__Task description__: What is the number of lines in the data that contain "bail"? Respond with nothing else.

__Data__:

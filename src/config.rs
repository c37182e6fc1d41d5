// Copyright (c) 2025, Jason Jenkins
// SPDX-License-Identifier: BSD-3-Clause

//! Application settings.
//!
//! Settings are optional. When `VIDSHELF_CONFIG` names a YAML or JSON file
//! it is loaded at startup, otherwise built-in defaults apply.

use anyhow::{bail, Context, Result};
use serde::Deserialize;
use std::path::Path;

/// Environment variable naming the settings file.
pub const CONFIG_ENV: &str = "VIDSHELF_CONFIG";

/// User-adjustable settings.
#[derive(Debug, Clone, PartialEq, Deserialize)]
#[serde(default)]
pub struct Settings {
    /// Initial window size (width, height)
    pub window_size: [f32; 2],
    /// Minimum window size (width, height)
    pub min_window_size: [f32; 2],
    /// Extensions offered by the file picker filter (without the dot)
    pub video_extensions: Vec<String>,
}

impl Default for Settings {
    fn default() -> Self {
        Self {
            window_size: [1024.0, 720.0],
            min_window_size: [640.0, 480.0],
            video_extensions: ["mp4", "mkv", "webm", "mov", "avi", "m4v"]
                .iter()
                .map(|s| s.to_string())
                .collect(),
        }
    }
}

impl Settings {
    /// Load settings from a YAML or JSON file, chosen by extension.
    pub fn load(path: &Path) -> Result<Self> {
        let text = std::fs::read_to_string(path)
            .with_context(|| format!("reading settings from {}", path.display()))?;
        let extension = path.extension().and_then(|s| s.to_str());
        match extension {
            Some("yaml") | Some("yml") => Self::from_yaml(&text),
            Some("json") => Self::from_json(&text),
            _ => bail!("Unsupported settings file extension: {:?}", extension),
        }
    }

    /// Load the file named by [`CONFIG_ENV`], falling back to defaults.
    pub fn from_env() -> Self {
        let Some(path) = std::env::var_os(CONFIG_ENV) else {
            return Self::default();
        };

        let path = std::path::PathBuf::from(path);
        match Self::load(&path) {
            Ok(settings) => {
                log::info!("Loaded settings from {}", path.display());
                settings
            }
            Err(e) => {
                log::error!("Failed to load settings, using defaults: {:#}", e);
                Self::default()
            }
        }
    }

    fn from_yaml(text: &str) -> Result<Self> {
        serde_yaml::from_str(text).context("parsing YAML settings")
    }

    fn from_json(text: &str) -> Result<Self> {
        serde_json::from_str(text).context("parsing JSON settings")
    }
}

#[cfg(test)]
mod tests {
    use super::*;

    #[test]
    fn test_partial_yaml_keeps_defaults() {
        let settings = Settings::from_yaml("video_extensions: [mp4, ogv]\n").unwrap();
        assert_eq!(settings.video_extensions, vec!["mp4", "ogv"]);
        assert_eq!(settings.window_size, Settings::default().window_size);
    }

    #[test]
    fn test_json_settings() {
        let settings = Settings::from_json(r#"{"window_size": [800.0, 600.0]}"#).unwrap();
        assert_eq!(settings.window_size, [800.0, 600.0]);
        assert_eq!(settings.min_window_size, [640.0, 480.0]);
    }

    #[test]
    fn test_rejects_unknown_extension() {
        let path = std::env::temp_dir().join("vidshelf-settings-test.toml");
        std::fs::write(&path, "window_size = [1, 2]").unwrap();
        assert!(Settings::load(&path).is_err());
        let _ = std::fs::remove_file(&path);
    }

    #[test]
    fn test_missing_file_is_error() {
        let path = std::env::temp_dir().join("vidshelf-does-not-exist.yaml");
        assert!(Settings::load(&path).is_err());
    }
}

---

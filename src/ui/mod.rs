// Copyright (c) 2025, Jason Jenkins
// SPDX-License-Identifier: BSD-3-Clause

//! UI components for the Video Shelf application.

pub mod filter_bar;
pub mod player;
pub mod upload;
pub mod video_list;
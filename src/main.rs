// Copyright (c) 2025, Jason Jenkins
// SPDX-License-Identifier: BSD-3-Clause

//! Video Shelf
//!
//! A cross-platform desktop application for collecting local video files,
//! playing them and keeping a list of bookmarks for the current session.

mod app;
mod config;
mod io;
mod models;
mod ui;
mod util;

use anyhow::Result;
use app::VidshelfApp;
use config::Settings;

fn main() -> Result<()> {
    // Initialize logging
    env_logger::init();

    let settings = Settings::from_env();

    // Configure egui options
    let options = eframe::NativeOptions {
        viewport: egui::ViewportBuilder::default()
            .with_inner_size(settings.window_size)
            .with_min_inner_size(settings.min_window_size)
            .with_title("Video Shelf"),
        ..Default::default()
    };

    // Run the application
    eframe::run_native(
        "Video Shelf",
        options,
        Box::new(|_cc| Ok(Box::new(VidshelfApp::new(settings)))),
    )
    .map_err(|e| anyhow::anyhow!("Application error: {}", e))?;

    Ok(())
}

--

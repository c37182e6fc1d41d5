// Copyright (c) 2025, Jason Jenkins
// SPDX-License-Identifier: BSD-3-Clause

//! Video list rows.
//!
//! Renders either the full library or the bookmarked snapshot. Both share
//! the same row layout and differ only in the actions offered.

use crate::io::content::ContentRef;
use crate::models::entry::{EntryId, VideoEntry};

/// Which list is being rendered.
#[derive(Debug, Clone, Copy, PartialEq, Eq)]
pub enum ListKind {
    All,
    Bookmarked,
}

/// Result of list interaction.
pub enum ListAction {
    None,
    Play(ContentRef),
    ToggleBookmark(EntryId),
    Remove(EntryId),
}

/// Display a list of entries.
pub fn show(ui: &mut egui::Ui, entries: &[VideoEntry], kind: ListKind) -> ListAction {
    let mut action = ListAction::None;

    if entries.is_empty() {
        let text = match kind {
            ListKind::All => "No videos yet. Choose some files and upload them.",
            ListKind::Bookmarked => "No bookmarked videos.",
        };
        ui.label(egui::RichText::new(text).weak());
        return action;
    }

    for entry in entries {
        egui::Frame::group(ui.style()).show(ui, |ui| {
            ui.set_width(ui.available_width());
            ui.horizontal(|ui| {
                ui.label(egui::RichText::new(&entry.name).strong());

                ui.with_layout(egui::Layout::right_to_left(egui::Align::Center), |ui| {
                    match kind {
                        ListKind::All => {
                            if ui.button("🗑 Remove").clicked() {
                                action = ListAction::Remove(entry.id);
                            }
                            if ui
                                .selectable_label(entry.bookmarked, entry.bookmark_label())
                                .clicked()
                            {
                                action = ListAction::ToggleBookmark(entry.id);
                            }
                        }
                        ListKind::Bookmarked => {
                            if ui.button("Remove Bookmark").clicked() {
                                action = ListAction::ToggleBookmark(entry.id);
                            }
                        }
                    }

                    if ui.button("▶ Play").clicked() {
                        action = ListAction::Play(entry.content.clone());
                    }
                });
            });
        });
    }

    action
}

__Task response__: 2